Shoulder arthritis causes pain, stiffness and loss of function. When this begins to interfere with quality of life, sleep and
leisure time activity, shoulder replacement is an option to regain comfort and function. As the cartilage between the ball and socket wears away, the bone-on-bone grinding can lead to erosion of the socket’s back wall, allowing the ball to slide out the back or subluxate. As this process progresses, the socket orientation is altered relative to the shoulder blade. This is called
retroversion which essentially means tilting backward. The figure to the right demonstrates this tilting in the B2 example where the head is resting not in the center, but on the back rim. This is a common feature of arthritic shoulders that must be corrected during shoulder replacement in order to guarantee restoring native anatomy to optimize shoulder function after surgery.
Studies have shown that, even in expert hands, the ability of a shoulder surgeon to accurately restore socket orientation though bone preparation and implant choice is imperfect at best. Leaving the artificial socket in too much retroversion can lead to early and mid-term failure of shoulder replacements and potentially alter range of motion after surgery. Fortunately, modern technology can improve surgeons’ accuracy in implant selection and placement using a combination of 3D imaging technology, preoperative planning and intraoperative surgical navigation.
Dr. Moby Parsons has been involved in the design of one such system with Exactech, Inc., a shoulder replacement implant
company located in Gainesville, FL. As part of an international design team (pictured here) including surgeons and engineers from both the United States and France, Dr. Parsons has done extensive research and development to bring the GPS system to market and to Portsmouth Regional Hospital, the only hospital in the state to offer this revolutionary advancement in shoulder replacement.
GPS starts with a CT scan of the shoulder. This provides an exact replica of what each patients arthritic shoulder looks like. This scan is then imported into a preoperative planning software which allows the surgeon to virtually implant the properly selected socket prosthesis in the exact position and orientation that will best restore native anatomy, minimize bone loss and ensure solid fixation in the bone of the shoulder socket.
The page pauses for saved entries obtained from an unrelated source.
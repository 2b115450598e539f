//! Example: Blog Application Migrations
//!
//! This example demonstrates how to use oxide-migrate to manage database
//! schema changes for a blog application with users, posts, and comments.
//!
//! Run with: cargo run --example blog_migrations -p oxide-migrate

use std::sync::Arc;

use oxide_migrate::prelude::*;

const USERS: &str = r#"
# Users of the blog
model User {
    id Serial @pk
    username VarChar(100) @notnull @unique
    email VarChar(255) @notnull
    is_active Boolean @notnull @default(true)
    created_at Timestamp @notnull @default(now)
}
"#;

const POSTS: &str = r#"
model Post {
    id Serial @pk
    author_id Int @notnull @ref(User.id) @onDelete(CASCADE)
    title VarChar(200) @notnull
    status Enum(draft, published) @default(draft)
}

> CREATE INDEX post_author ON "Post" (author_id);
"#;

const COMMENTS: &str = r#"
model Comment {
    id Serial @pk
    post_id Int @notnull @ref(Post.id) @onDelete(CASCADE)
    body Text @notnull
}
"#;

#[tokio::main]
async fn main() -> anyhow::Result<()> {
    tracing_subscriber::fmt().with_target(false).without_time().init();

    let dir = tempfile::tempdir()?;
    let migrations = dir.path().join("migrations");
    let clock = Arc::new(SystemClock);

    for (name, content) in [("create users", USERS), ("create posts", POSTS)] {
        let path = create_migration_file(&migrations, clock.as_ref(), name, "schema").await?;
        tokio::fs::write(&path, content).await?;
        // Filenames are second-resolution timestamps.
        tokio::time::sleep(std::time::Duration::from_secs(1)).await;
    }

    let url = format!("sqlite://{}?mode=rwc", dir.path().join("blog.db").display());
    let config = RunnerConfig::new(&migrations, Dialect::Sqlite);
    let mut runner = MigrationRunner::from_config(&config, SqlxAdapter::new(url), clock.clone());

    println!("=== Pending SQL ===");
    for planned in runner.plan_up().await? {
        println!("-- {}", planned.filename);
        for sql in planned.statements {
            println!("{sql};");
        }
    }

    let report = runner.up().await?;
    println!("\nBatch {:?} applied: {:?}", report.batch, report.applied);

    let path = create_migration_file(&migrations, clock.as_ref(), "create comments", "schema").await?;
    tokio::fs::write(&path, COMMENTS).await?;
    let report = runner.up().await?;
    println!("Batch {:?} applied: {:?}", report.batch, report.applied);

    println!("\n=== Status ===");
    for status in runner.status().await? {
        println!("{:?} {} (batch {:?})", status.state, status.filename, status.batch);
    }

    let report = runner.down().await?;
    println!("\nRolled back batch {:?}: {:?}", report.batch, report.rolled_back);

    println!("\n=== Ledger ===");
    println!("{}", tokio::fs::read_to_string(&config.ledger_path).await?);

    Ok(())
}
This plan can then be taken to the operating room where the surgeon can use “intelligent” instruments with infrared trackers to navigate the surgery and replicate the plan with great accuracy. This is called navigation. The picture below demonstrates the workflow to the GPS procedure.
In the operating room, the surgeon has a computer mounted to the table which shows in real time how the bone should be prepared in order to ensure proper implant placement. Through a process called registration, boney landmarks are selected with probe that tells the computer where the patients shoulder socket is in space. Instruments used during the preparation including reamers and drills can be directed in real time on the computer screen to ensure that the implant is then placed exactly according to the plan. This essentially gives the surgeon x-ray vision during the case. The pictures to the left shows the preoperative plan for a specific patients arthritic shoulder. To the right and below is the navigation showing how the drill and reamers should be placed and angled to ensure proper position of the implant. GPS is the only current system to allow live navigation of the implant placement.
The consequences of improper implant placement are well documented in the shoulder literature with higher early failure of the implant through wear and loosening. GPS technology ensures better mechanics and implant fixation, particularly in more challenging cases where there is advanced wear. The example below shows a patient with a very narrowing glenoid vault who is undergoing a reverse shoulder replacement. As one can see, there is no room for error in the placement of the central post of the baseplate. The postoperative CT scan shows perfect placement. To achieve this without planning and navigation would purely a stroke of luck, something that neither surgeons or patients want to rely on when performing an operation where accuracy matters.
The Knee, Hip and Shoulder Center is proud to offer this technology with an expert design surgeon who has helped to develop and refine the system and validate it effectiveness. Dr. Parsons continues to work extensively on this platform which will bring new features in the future allowing range of motion modeling and better correlation of implant position with patient outcomes. Dr. Parsons recently moderated a panel at the New England Shoulder and Elbow Surgeons Annual Meeting on preoperative planning in shoulder replacement, hosting an international expert faculty in a discussion about the value of these advancements in shoulder replacement. Dr. Parsons work will be featured in several peer-reviewed publications and podium presentations at national and international meetings.